EXERCISE INSTRUCTIONS:
Retype only the lines at the head of the records, first through the one with "behind a bearer token", exactly as written.

═══ DATA FOR ANALYSIS

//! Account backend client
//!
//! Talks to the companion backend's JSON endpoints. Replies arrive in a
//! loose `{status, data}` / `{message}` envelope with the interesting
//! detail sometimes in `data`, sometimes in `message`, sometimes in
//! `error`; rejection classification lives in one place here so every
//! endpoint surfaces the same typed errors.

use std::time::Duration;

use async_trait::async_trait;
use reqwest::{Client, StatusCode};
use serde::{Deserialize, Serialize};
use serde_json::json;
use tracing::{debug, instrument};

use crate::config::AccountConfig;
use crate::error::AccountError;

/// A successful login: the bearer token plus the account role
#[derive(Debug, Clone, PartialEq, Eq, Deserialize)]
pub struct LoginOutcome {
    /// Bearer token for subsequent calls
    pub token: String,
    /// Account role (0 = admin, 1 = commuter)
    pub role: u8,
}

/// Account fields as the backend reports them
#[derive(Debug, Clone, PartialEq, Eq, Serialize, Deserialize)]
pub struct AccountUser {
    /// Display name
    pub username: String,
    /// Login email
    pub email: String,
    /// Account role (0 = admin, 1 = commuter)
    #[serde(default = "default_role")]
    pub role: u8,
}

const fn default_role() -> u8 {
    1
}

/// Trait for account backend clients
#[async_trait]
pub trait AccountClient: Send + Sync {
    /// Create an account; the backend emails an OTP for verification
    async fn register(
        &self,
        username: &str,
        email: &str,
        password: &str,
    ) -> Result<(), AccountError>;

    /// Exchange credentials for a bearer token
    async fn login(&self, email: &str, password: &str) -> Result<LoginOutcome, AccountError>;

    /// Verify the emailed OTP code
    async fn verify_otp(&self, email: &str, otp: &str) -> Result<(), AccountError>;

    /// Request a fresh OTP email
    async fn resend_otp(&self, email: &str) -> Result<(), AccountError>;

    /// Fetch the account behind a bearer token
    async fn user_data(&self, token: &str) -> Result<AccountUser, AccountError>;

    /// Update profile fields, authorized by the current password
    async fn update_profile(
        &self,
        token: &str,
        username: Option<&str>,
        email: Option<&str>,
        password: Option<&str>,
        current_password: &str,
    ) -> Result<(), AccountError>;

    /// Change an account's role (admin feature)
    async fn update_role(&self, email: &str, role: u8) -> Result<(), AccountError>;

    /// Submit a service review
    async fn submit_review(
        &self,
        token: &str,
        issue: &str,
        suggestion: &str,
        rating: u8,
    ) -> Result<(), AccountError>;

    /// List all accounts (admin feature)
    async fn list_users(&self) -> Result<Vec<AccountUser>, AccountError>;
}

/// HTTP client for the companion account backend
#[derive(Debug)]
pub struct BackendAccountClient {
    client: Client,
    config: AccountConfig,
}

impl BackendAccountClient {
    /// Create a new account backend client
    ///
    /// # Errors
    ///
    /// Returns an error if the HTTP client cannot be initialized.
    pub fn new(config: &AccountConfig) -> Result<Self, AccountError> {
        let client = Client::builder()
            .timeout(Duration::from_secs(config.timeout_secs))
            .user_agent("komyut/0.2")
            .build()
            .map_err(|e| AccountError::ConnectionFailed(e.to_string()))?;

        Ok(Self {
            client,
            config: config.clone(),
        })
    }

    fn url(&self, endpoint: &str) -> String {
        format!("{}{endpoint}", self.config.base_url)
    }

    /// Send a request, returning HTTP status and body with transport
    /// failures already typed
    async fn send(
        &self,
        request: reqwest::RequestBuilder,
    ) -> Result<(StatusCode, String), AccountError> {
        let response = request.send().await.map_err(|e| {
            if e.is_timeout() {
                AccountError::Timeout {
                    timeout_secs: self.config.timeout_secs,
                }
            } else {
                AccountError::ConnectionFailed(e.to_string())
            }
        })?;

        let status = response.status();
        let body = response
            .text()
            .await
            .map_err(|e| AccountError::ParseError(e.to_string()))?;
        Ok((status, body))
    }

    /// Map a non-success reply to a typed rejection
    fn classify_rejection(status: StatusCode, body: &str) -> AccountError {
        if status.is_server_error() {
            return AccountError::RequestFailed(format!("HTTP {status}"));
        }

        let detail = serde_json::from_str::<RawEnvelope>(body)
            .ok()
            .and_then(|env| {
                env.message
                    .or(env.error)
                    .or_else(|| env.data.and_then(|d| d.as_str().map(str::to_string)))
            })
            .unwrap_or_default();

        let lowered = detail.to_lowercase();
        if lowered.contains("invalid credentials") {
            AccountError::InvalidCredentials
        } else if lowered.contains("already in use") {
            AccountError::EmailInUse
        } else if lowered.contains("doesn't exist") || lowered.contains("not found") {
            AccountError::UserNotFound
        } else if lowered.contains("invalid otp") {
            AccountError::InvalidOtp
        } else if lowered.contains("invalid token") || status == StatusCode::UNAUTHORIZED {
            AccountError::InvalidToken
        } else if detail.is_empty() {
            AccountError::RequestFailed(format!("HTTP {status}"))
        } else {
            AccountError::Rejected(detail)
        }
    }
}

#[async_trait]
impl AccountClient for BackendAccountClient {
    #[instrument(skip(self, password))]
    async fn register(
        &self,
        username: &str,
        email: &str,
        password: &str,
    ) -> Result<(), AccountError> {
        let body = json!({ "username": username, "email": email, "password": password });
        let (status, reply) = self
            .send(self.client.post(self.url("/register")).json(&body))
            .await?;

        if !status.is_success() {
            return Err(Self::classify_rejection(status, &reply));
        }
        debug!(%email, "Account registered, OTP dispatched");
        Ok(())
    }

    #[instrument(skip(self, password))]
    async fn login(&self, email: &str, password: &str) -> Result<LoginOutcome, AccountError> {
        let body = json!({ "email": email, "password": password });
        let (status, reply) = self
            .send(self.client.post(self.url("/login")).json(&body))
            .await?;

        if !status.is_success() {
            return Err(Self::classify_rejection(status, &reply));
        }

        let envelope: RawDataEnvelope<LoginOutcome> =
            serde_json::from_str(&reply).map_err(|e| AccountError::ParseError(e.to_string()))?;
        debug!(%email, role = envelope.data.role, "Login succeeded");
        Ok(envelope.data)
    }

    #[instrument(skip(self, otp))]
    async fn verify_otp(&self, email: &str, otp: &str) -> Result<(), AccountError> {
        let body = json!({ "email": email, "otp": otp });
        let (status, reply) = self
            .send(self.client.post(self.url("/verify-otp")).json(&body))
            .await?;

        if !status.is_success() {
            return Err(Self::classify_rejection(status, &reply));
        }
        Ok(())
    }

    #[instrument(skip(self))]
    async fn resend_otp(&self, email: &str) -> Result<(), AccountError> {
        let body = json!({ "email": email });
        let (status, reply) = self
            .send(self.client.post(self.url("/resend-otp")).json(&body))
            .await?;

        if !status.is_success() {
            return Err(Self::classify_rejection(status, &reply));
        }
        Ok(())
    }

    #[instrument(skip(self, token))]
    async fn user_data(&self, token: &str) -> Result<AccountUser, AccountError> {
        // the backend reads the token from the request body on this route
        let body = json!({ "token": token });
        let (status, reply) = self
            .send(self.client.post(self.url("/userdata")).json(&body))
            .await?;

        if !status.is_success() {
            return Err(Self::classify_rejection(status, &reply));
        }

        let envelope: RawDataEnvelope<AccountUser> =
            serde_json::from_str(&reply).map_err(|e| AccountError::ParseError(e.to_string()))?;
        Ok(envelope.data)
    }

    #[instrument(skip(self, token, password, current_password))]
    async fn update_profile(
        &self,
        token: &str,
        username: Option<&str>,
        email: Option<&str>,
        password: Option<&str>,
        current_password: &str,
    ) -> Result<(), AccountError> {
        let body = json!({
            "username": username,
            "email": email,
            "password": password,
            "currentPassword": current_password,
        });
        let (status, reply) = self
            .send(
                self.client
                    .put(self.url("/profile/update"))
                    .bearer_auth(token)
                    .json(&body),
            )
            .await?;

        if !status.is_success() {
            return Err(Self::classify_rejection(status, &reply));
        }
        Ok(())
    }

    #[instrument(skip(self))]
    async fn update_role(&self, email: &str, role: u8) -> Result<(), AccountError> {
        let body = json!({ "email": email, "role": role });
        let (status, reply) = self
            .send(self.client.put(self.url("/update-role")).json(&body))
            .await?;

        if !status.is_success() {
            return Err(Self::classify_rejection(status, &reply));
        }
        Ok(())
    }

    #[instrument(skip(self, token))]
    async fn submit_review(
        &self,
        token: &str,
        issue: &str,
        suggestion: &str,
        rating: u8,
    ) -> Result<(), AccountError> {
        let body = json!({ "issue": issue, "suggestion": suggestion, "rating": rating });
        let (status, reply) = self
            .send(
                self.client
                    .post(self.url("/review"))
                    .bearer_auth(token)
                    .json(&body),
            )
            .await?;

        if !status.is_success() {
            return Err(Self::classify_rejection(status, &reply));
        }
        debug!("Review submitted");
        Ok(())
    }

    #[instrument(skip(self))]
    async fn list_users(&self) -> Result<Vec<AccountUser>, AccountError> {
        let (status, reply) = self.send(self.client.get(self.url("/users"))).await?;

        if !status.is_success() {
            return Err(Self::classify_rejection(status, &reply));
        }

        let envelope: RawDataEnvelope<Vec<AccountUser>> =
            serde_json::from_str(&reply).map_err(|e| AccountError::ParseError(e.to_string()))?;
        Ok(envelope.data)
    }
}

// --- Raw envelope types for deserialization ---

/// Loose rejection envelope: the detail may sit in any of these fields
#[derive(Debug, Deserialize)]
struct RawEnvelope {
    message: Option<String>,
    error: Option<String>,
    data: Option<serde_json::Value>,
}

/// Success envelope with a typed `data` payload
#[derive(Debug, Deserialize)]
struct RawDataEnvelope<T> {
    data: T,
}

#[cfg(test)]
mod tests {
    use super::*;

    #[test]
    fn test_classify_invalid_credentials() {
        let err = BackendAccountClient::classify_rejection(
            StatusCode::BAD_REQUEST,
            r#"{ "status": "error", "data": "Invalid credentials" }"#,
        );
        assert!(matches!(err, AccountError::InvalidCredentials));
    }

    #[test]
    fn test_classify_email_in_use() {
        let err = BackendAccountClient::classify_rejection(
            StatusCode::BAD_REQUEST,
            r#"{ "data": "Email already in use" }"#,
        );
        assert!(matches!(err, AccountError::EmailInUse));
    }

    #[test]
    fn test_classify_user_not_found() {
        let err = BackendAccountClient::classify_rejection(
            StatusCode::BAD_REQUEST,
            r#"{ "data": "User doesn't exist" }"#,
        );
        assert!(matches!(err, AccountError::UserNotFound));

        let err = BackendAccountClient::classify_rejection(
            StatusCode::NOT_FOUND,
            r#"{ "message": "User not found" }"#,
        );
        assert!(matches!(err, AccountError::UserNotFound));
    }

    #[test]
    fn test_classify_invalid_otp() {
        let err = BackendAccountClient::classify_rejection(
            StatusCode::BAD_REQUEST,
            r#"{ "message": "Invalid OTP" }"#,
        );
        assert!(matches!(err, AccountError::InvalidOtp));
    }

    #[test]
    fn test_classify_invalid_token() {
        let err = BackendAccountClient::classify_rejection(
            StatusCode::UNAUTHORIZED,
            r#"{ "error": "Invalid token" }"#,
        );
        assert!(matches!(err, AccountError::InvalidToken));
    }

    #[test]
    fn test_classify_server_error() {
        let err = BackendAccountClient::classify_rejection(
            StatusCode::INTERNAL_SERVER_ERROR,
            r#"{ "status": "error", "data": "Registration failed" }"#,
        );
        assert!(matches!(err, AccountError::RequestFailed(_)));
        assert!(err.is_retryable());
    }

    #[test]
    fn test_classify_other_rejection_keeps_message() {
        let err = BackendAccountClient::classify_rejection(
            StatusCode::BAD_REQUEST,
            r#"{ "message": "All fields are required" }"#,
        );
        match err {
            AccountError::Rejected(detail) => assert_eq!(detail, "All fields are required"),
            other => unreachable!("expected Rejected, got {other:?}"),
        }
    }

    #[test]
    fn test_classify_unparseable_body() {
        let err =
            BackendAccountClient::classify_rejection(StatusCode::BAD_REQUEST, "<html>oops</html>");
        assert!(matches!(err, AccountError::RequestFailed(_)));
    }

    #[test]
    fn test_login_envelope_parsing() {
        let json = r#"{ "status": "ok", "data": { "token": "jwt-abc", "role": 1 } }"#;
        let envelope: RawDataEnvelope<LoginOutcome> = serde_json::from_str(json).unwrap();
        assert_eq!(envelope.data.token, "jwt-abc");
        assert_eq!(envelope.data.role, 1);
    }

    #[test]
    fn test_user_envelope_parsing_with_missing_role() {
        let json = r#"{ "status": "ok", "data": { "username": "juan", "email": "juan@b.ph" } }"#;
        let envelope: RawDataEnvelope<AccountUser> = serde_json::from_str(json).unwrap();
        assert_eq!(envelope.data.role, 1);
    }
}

══════

RESULT OF THE TASK:
//! Account backend client
//!
//! Talks to the companion backend's JSON endpoints. Replies arrive in a
//! loose `{status, data}` / `{message}` envelope with the interesting
//! detail sometimes in `data`, sometimes in `message`, sometimes in
//! `error`; rejection classification lives in one place here so every
//! endpoint surfaces the same typed errors.

use std::time::Duration;

use async_trait::async_trait;
use reqwest::{Client, StatusCode};
use serde::{Deserialize, Serialize};
use serde_json::json;
use tracing::{debug, instrument};

use crate::config::AccountConfig;
use crate::error::AccountError;

/// A successful login: the bearer token plus the account role
#[derive(Debug, Clone, PartialEq, Eq, Deserialize)]
pub struct LoginOutcome {
    /// Bearer token for subsequent calls
    pub token: String,
    /// Account role (0 = admin, 1 = commuter)
    pub role: u8,
}

/// Account fields as the backend reports them
#[derive(Debug, Clone, PartialEq, Eq, Serialize, Deserialize)]
pub struct AccountUser {
    /// Display name
    pub username: String,
    /// Login email
    pub email: String,
    /// Account role (0 = admin, 1 = commuter)
    #[serde(default = "default_role")]
    pub role: u8,
}

const fn default_role() -> u8 {
    1
}

/// Trait for account backend clients
#[async_trait]
pub trait AccountClient: Send + Sync {
    /// Create an account; the backend emails an OTP for verification
    async fn register(
        &self,
        username: &str,
        email: &str,
        password: &str,
    ) -> Result<(), AccountError>;

    /// Exchange credentials for a bearer token
    async fn login(&self, email: &str, password: &str) -> Result<LoginOutcome, AccountError>;

    /// Verify the emailed OTP code
    async fn verify_otp(&self, email: &str, otp: &str) -> Result<(), AccountError>;

    /// Request a fresh OTP email
    async fn resend_otp(&self, email: &str) -> Result<(), AccountError>;

    /// Fetch the account behind a bearer token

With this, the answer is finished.